2. Have a mission statement
With everything that the job entails in a senior sales role, it is easy to get distracted and be constantly bombarded with demands for your attention. It is therefore vital that you have a personal mantra or mission statements that helps you to remain focused.
A mission statement that I like and have used myself in previous roles is Make sure that I am being the most productive that I can be at all times. What is your mission statement?
3. Recruit very carefully
It is paramount that you hire the best possible talent that you can afford. Indeed, it is essential that you do this in order to be able to implement the next step of your successful sales management plan.
4. Be a manager, coach and leader
Hold regular reviews with your people and separate the time allocated to these functions. As a manager, performance manage your people, understand and challenge their forecasts and review their plans and strategies.
As a coach, agree goals for the next session, any corrective actions required, what success will look like and any measures to report on for progress. But remember, coaching means that you can only use questions and you can’t direct them. It has to come from them if they are going to truly own the outcomes and actions.
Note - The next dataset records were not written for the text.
use crate::app_config::ClientConfig;
use crate::auth::TokenProvider;
use crate::error::CloudError;
use reqwest::header::{AUTHORIZATION, HeaderMap, HeaderValue};
use reqwest::{Client, Method, StatusCode};
use serde_json::Value;
use std::sync::Arc;
use tracing::{debug, instrument, warn};

const API_KEY_HEADER: &str = "x-api-key";

/// Sends authenticated requests to the cloud API and maps failures onto [`CloudError`].
///
/// The HTTP session is shared with the caller, a fresh token is requested for every call and
/// nothing is retried.
#[derive(Debug, Clone)]
pub struct RequestDispatcher {
    client: Client,
    config: Arc<ClientConfig>,
    token_provider: Arc<dyn TokenProvider>,
}

impl RequestDispatcher {
    pub fn new(client: Client, config: Arc<ClientConfig>, token_provider: Arc<dyn TokenProvider>) -> Self {
        RequestDispatcher {
            client,
            config,
            token_provider,
        }
    }

    pub fn config(&self) -> &ClientConfig {
        &self.config
    }

    #[instrument(skip(self, body, query))]
    pub async fn dispatch(
        &self,
        method: Method,
        endpoint: &str,
        body: Option<&Value>,
        query: &[(&str, String)],
    ) -> Result<Value, CloudError> {
        debug!(?body, ?query, "Sending {} to {}", method, endpoint);

        let token = self.token_provider.access_token().await.map_err(|e| {
            warn!(error = %e, "⚠️ Unable to obtain an access token");
            CloudError::from(e)
        })?;
        let headers = auth_headers(&token, self.config.api_key())?;

        let mut request = self.client.request(method, endpoint).headers(headers);
        if !query.is_empty() {
            request = request.query(query);
        }
        if let Some(body) = body {
            request = request.json(body);
        }

        let response = request.send().await?;
        let status = response.status();
        let text = response.text().await?;
        debug!(status = %status, "Response status: {}", status);
        debug!(body = %text, "Response body");

        map_response(status, &text)
    }
}

fn auth_headers(token: &str, api_key: &str) -> Result<HeaderMap, CloudError> {
    let mut authorization = HeaderValue::from_str(&format!("Bearer {}", token))?;
    authorization.set_sensitive(true);
    let mut api_key = HeaderValue::from_str(api_key)?;
    api_key.set_sensitive(true);

    let mut headers = HeaderMap::with_capacity(2);
    headers.insert(AUTHORIZATION, authorization);
    headers.insert(API_KEY_HEADER, api_key);
    Ok(headers)
}

fn map_response(status: StatusCode, text: &str) -> Result<Value, CloudError> {
    if status == StatusCode::UNAUTHORIZED {
        let message = serde_json::from_str::<Value>(text)
            .ok()
            .and_then(|body| body.get("message")?.as_str().map(str::to_owned));
        warn!(status_code = %status, "⚠️ Access token rejected: {:?}", message);
        return Err(CloudError::auth(message));
    }

    if status.is_client_error() || status.is_server_error() {
        let body = error_body(text);
        warn!(status_code = %status, "⚠️ Request to the cloud API failed. Response: {:?}", body);
        return Err(if status.is_client_error() {
            CloudError::Request { status, body }
        } else {
            CloudError::Server { status, body }
        });
    }

    if text.trim().is_empty() {
        return Ok(Value::Null);
    }
    Ok(serde_json::from_str(text)?)
}

fn error_body(text: &str) -> Option<Value> {
    if text.trim().is_empty() {
        return None;
    }
    serde_json::from_str(text).ok().or_else(|| Some(Value::String(text.to_string())))
}

#[cfg(test)]
mod tests {
    use super::*;
    use crate::auth::{StaticTokenProvider, TokenError};
    use async_trait::async_trait;
    use mockito::Matcher;
    use pretty_assertions::assert_eq;
    use rstest::rstest;
    use serde_json::json;
    use test_log::test;

    fn dispatcher(server: &mockito::Server) -> RequestDispatcher {
        RequestDispatcher::new(
            Client::new(),
            Arc::new(ClientConfig::new("api-key").with_api_url(server.url())),
            Arc::new(StaticTokenProvider::new("token")),
        )
    }

    #[derive(Debug)]
    struct IdentityProviderDown {
        url: String,
    }

    #[async_trait]
    impl TokenProvider for IdentityProviderDown {
        async fn access_token(&self) -> Result<String, TokenError> {
            let token = reqwest::get(&self.url).await?.error_for_status()?.text().await?;
            Ok(token)
        }
    }

    #[test(tokio::test)]
    async fn dispatch_sends_credentials_body_and_query() -> Result<(), CloudError> {
        let mut server = mockito::Server::new_async().await;

        let mock = server
            .mock("PUT", "/devices/1/comfosys/settings")
            .match_header("authorization", "Bearer token")
            .match_header("x-api-key", "api-key")
            .match_query(Matcher::UrlEncoded("a".into(), "b c".into()))
            .match_body(Matcher::Json(json!({ "setVentilationPreset": { "value": 1 } })))
            .with_status(200)
            .with_header("content-type", "application/json")
            .with_body(r#"{"result":"ok"}"#)
            .create_async()
            .await;

        let dispatcher = dispatcher(&server);
        let body = json!({ "setVentilationPreset": { "value": 1 } });
        let endpoint = dispatcher.config().endpoint("/devices/1/comfosys/settings");
        let result = dispatcher.dispatch(Method::PUT, &endpoint, Some(&body), &[("a", "b c".to_string())]).await?;

        mock.assert_async().await;
        assert_eq!(result, json!({ "result": "ok" }));

        Ok(())
    }

    #[rstest]
    #[case(Method::GET, "/devices/ids")]
    #[case(Method::PUT, "/scenes/1/activate/2")]
    #[case(Method::POST, "/anything")]
    #[case(Method::DELETE, "/anything")]
    #[tokio::test]
    async fn dispatch_maps_401_to_an_auth_error(#[case] method: Method, #[case] path: &str) {
        let mut server = mockito::Server::new_async().await;

        let _mock = server
            .mock(method.as_str(), path)
            .with_status(401)
            .with_header("content-type", "application/json")
            .with_body(r#"{"statusCode":401,"message":"expired"}"#)
            .create_async()
            .await;

        let dispatcher = dispatcher(&server);
        let result = dispatcher.dispatch(method, &dispatcher.config().endpoint(path), None, &[]).await;

        match result {
            Err(CloudError::Auth { message, source: None }) => assert_eq!(message.as_deref(), Some("expired")),
            other => assert!(false, "Expected an auth error, found {:?}", other),
        }
    }

    #[test(tokio::test)]
    async fn dispatch_maps_401_without_message() {
        let mut server = mockito::Server::new_async().await;

        let _mock = server.mock("GET", "/health").with_status(401).with_body("Unauthorized").create_async().await;

        let dispatcher = dispatcher(&server);
        let result = dispatcher.dispatch(Method::GET, &dispatcher.config().endpoint("/health"), None, &[]).await;

        assert!(matches!(result, Err(CloudError::Auth { message: None, source: None })));
    }

    #[test(tokio::test)]
    async fn dispatch_wraps_token_transport_errors_as_auth_errors() {
        let mut server = mockito::Server::new_async().await;

        let identity_mock = server.mock("GET", "/token").with_status(503).create_async().await;
        let api_mock = server.mock("GET", "/health").expect(0).create_async().await;

        let dispatcher = RequestDispatcher::new(
            Client::new(),
            Arc::new(ClientConfig::new("api-key").with_api_url(server.url())),
            Arc::new(IdentityProviderDown {
                url: format!("{}/token", server.url()),
            }),
        );
        let result = dispatcher.dispatch(Method::GET, &dispatcher.config().endpoint("/health"), None, &[]).await;

        identity_mock.assert_async().await;
        api_mock.assert_async().await;
        assert!(matches!(
            result,
            Err(CloudError::Auth {
                source: Some(TokenError::Transport(_)),
                ..
            })
        ));
    }

    #[rstest]
    #[case(400, r#"{"message":"invalid preset"}"#, Some(json!({ "message": "invalid preset" })))]
    #[case(404, "Not Found", Some(json!("Not Found")))]
    #[case(403, "", None)]
    #[tokio::test]
    async fn dispatch_maps_client_errors(#[case] status: usize, #[case] body: &str, #[case] expected: Option<Value>) {
        let mut server = mockito::Server::new_async().await;

        let _mock = server.mock("GET", "/scenes").with_status(status).with_body(body).create_async().await;

        let dispatcher = dispatcher(&server);
        let result = dispatcher.dispatch(Method::GET, &dispatcher.config().endpoint("/scenes"), None, &[]).await;

        match result {
            Err(CloudError::Request { status: actual, body }) => {
                assert_eq!(actual.as_u16() as usize, status);
                assert_eq!(body, expected);
            }
            other => assert!(false, "Expected a request error, found {:?}", other),
        }
    }

    #[test(tokio::test)]
    async fn dispatch_maps_server_errors() {
        let mut server = mockito::Server::new_async().await;

        let _mock = server
            .mock("GET", "/health")
            .with_status(503)
            .with_body(r#"{"status":"unhealthy"}"#)
            .create_async()
            .await;

        let dispatcher = dispatcher(&server);
        let result = dispatcher.dispatch(Method::GET, &dispatcher.config().endpoint("/health"), None, &[]).await;

        match result {
            Err(CloudError::Server { status, body }) => {
                assert_eq!(status, StatusCode::SERVICE_UNAVAILABLE);
                assert_eq!(body, Some(json!({ "status": "unhealthy" })));
            }
            other => assert!(false, "Expected a server error, found {:?}", other),
        }
    }

    #[test(tokio::test)]
    async fn dispatch_returns_null_for_an_empty_body() -> Result<(), CloudError> {
        let mut server = mockito::Server::new_async().await;

        let _mock = server.mock("PUT", "/scenes/1/activate/2").with_status(204).create_async().await;

        let dispatcher = dispatcher(&server);
        let result = dispatcher
            .dispatch(Method::PUT, &dispatcher.config().endpoint("/scenes/1/activate/2"), None, &[])
            .await?;

        assert_eq!(result, Value::Null);

        Ok(())
    }

    #[test(tokio::test)]
    async fn dispatch_fails_on_malformed_json() {
        let mut server = mockito::Server::new_async().await;

        let _mock = server.mock("GET", "/scenes").with_status(200).with_body("{not json").create_async().await;

        let dispatcher = dispatcher(&server);
        let result = dispatcher.dispatch(Method::GET, &dispatcher.config().endpoint("/scenes"), None, &[]).await;

        assert!(matches!(result, Err(CloudError::Decode(_))));
    }

    #[test(tokio::test)]
    async fn dispatch_fails_when_the_api_is_unreachable() {
        let dispatcher = RequestDispatcher::new(
            Client::new(),
            Arc::new(ClientConfig::new("api-key").with_api_url("http://127.0.0.1:1")),
            Arc::new(StaticTokenProvider::new("token")),
        );
        let result = dispatcher.dispatch(Method::GET, &dispatcher.config().endpoint("/health"), None, &[]).await;

        assert!(matches!(result, Err(CloudError::Http(_))));
    }

    #[test]
    fn auth_headers_rejects_invalid_tokens() {
        let result = auth_headers("line\nbreak", "api-key");

        assert!(matches!(result, Err(CloudError::InvalidHeaderValue(_))));
    }

    #[test]
    fn auth_headers_marks_credentials_sensitive() -> Result<(), CloudError> {
        let headers = auth_headers("token", "api-key")?;

        assert_eq!(headers[AUTHORIZATION], "Bearer token");
        assert!(headers[AUTHORIZATION].is_sensitive());
        assert!(headers[API_KEY_HEADER].is_sensitive());

        Ok(())
    }
}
As a leader, when they really get stuck (and only then) give them direction i.e. tell them what you want and get their agreement to the direction. Then immediately drop back to coaching and ask them how they can (and will) assure their success in following the direction you have just given. Delegation of ownership and responsibility for thinking and action (and that’s what this is) is critical. There’s no use hiring good talent if you are not going to manage, lead and coach them to deliver outstanding results.
5. Provide adequate support
On the same basis that an army marches on its stomach, likewise you need to ensure that your people have everything that they need to deliver those outstanding results. This includes fighting your corner in the budget discussions to ring-fence sufficient funds to keep your troops fighting fit.
Keep them fresh with sales training and coaching to maintain the right attitude and behaviour and keep them abreast of the latest sales tools and techniques.
6. Think ahead
When you have completed steps 3, 4 and 5, you can then (and only then) undertake this step to achieve sales success. This is because, having completed these steps, you should have created the most important asset that money cannot buy: thinking time.
Thinking time gives you opportunity to reflect upon where you are, where you need to get to, and what needs to happen next. It also gives you time to think about future ‘what if’ scenarios and devise appropriate courses of action. This step is often overlooked, but it is vital to achieve success at the end of the fiscal year.
7. Create urgency, demand success and have an eye for details
As well as looking at the big picture, a successful sales leader needs to have an eye for detail and accelerate actions that will deliver success. Make sure your people have a credible plan to achieve their targets (including the mitigation of all risks). Make sure their plans start with the required outcomes and work backwards to show the key milestones and critical success factors.
Demand success at every milestone and check progress along the way without micro-managing. Understand the details of the progress and coach your people to get back on track whenever you spot a risk or slippage in their plans.